━━ Entries provided ━━
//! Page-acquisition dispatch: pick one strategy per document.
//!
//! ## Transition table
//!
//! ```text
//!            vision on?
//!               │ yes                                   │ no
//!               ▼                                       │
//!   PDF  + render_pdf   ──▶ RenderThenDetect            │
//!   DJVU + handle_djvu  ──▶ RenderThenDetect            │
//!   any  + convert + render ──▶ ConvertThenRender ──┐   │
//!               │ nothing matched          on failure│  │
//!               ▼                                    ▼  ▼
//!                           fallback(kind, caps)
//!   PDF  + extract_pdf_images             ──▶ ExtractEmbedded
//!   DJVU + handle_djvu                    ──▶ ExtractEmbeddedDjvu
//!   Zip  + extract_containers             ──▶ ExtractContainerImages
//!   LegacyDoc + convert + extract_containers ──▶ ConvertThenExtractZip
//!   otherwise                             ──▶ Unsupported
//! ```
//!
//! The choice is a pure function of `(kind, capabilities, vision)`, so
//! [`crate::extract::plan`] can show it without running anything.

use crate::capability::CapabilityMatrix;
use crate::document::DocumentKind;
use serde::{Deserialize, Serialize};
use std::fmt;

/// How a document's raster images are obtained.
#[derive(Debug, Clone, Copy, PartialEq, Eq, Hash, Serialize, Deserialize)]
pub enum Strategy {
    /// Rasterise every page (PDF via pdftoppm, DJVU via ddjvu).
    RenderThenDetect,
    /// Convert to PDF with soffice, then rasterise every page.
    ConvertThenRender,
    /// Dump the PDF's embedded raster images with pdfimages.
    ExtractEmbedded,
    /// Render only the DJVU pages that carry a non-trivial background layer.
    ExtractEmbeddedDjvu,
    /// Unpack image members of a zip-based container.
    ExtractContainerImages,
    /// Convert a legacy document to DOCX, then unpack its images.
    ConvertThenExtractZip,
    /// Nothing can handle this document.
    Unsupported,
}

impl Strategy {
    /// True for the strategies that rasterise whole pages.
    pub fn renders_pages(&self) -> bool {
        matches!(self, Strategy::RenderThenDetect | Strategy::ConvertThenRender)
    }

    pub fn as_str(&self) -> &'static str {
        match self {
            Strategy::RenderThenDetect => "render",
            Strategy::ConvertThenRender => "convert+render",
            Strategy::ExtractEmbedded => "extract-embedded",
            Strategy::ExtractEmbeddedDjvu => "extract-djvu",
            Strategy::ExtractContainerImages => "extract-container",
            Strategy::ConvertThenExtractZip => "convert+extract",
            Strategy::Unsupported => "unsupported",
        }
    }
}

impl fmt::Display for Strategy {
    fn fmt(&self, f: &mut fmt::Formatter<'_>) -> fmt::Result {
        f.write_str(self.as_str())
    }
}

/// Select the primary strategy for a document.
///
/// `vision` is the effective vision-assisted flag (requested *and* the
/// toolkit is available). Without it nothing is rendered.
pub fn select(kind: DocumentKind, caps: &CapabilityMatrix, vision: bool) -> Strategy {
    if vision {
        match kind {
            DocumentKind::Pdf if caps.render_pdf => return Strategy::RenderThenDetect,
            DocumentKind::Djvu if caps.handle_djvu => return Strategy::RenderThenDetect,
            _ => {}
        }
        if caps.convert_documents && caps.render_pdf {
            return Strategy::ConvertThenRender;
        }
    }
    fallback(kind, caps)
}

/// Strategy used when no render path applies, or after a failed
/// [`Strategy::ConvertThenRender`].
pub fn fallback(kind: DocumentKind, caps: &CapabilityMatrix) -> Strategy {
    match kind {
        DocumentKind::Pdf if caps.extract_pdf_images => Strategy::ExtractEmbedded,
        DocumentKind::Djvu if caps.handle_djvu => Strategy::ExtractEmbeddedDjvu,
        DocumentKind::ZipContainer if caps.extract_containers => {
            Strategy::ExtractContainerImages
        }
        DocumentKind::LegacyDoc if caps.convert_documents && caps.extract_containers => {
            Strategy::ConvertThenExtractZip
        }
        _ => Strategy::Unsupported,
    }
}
━━━
**Instructions to follow:**
Beginning at the line containing "if caps.convert_documents && caps.render_pdf", repeat each line exactly through the last line of the entries, and include no other lines.

**Written response:**
        if caps.convert_documents && caps.render_pdf {
            return Strategy::ConvertThenRender;
        }
    }
    fallback(kind, caps)
}

/// Strategy used when no render path applies, or after a failed
/// [`Strategy::ConvertThenRender`].
pub fn fallback(kind: DocumentKind, caps: &CapabilityMatrix) -> Strategy {
    match kind {
        DocumentKind::Pdf if caps.extract_pdf_images => Strategy::ExtractEmbedded,
        DocumentKind::Djvu if caps.handle_djvu => Strategy::ExtractEmbeddedDjvu,
        DocumentKind::ZipContainer if caps.extract_containers => {
            Strategy::ExtractContainerImages
        }
        DocumentKind::LegacyDoc if caps.convert_documents && caps.extract_containers => {
            Strategy::ConvertThenExtractZip
        }
        _ => Strategy::Unsupported,
    }
}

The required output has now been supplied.